(Beginning of Available data)
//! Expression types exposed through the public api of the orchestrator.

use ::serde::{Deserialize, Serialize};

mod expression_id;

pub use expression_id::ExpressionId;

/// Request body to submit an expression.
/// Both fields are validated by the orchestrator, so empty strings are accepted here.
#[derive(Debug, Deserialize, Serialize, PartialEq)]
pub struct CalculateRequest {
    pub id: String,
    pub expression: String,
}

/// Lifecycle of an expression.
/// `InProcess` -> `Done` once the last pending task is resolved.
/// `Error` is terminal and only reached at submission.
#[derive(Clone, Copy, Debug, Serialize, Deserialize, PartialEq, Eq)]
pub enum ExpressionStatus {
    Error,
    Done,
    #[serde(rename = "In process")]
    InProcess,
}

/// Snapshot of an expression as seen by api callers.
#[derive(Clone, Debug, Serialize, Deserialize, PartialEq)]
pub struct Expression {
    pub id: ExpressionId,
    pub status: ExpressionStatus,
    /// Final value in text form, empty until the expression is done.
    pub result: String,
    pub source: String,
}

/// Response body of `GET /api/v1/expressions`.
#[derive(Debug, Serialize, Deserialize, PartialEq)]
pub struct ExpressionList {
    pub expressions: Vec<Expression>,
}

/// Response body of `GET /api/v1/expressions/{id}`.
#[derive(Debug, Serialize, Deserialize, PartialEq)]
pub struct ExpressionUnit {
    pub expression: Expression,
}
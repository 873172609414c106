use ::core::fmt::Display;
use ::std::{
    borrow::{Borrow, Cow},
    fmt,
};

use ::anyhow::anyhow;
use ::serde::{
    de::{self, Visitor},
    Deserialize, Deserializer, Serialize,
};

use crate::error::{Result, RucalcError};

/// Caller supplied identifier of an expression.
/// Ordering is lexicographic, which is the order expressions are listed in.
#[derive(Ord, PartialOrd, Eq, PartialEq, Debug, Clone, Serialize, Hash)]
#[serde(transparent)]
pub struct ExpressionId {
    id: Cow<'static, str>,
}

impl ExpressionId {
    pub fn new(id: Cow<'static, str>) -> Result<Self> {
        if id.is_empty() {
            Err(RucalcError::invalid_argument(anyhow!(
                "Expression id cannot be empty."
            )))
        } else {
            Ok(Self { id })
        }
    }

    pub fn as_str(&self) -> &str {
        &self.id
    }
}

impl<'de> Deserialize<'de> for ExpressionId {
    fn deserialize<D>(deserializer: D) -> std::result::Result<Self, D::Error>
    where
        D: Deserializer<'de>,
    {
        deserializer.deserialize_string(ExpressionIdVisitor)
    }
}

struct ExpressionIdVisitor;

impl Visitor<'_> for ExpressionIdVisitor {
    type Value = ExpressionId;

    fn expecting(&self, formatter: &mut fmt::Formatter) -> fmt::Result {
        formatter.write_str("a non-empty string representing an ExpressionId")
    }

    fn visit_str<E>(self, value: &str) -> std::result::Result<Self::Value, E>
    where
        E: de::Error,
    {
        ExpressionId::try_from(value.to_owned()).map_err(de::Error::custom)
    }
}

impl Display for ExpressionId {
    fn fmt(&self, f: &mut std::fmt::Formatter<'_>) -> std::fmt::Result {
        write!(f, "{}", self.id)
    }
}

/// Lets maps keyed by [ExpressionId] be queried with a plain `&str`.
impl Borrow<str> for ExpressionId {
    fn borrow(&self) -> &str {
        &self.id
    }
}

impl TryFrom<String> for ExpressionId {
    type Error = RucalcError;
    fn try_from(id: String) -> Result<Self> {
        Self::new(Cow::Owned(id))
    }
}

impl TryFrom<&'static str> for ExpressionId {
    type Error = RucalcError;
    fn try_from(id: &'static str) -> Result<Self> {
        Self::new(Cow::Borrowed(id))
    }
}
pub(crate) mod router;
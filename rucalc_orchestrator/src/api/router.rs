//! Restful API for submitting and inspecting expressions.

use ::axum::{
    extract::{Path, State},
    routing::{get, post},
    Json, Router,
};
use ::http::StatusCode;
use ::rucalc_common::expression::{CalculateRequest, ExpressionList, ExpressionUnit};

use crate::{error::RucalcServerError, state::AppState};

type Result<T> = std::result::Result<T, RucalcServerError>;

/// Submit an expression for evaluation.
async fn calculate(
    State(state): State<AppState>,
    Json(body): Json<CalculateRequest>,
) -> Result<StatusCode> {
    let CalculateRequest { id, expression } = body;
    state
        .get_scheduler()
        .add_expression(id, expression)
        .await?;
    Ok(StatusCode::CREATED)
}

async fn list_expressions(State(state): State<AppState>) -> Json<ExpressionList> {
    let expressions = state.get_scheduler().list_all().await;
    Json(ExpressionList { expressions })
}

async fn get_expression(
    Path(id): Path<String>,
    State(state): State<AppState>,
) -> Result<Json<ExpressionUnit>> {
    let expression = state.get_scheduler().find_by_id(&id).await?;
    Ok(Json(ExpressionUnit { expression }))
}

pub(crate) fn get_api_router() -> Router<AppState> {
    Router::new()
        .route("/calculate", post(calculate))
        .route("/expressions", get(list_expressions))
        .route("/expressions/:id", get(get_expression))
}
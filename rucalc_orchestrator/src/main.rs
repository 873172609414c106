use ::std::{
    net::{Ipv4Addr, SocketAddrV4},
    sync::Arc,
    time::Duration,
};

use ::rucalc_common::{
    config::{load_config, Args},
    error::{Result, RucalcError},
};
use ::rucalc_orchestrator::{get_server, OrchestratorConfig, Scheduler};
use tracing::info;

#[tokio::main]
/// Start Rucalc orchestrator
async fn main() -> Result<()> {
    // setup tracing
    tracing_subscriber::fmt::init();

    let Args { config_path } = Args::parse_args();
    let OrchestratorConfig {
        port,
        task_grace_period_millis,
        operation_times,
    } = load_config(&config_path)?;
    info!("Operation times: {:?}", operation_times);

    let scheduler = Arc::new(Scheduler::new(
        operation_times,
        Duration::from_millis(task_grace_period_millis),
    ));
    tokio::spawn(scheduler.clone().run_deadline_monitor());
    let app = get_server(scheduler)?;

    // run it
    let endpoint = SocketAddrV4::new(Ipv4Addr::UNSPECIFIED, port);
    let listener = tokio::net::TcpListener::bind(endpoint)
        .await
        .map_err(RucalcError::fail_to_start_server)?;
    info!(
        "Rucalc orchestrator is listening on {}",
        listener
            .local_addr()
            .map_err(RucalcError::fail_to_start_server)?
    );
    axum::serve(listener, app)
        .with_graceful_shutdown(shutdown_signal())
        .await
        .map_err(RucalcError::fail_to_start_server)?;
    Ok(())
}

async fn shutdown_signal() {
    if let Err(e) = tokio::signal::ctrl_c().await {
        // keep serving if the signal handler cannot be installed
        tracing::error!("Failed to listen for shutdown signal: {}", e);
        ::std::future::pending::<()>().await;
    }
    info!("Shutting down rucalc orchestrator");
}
(End of Available data)
◆ **What you will do**:
Reproduce only what lies between the start of the listing above and the end of the line containing "pub struct CalculateRequest", keeping every line exact.

◆ **Answer section**:
//! Expression types exposed through the public api of the orchestrator.

use ::serde::{Deserialize, Serialize};

mod expression_id;

pub use expression_id::ExpressionId;

/// Request body to submit an expression.
/// Both fields are validated by the orchestrator, so empty strings are accepted here.
#[derive(Debug, Deserialize, Serialize, PartialEq)]
pub struct CalculateRequest {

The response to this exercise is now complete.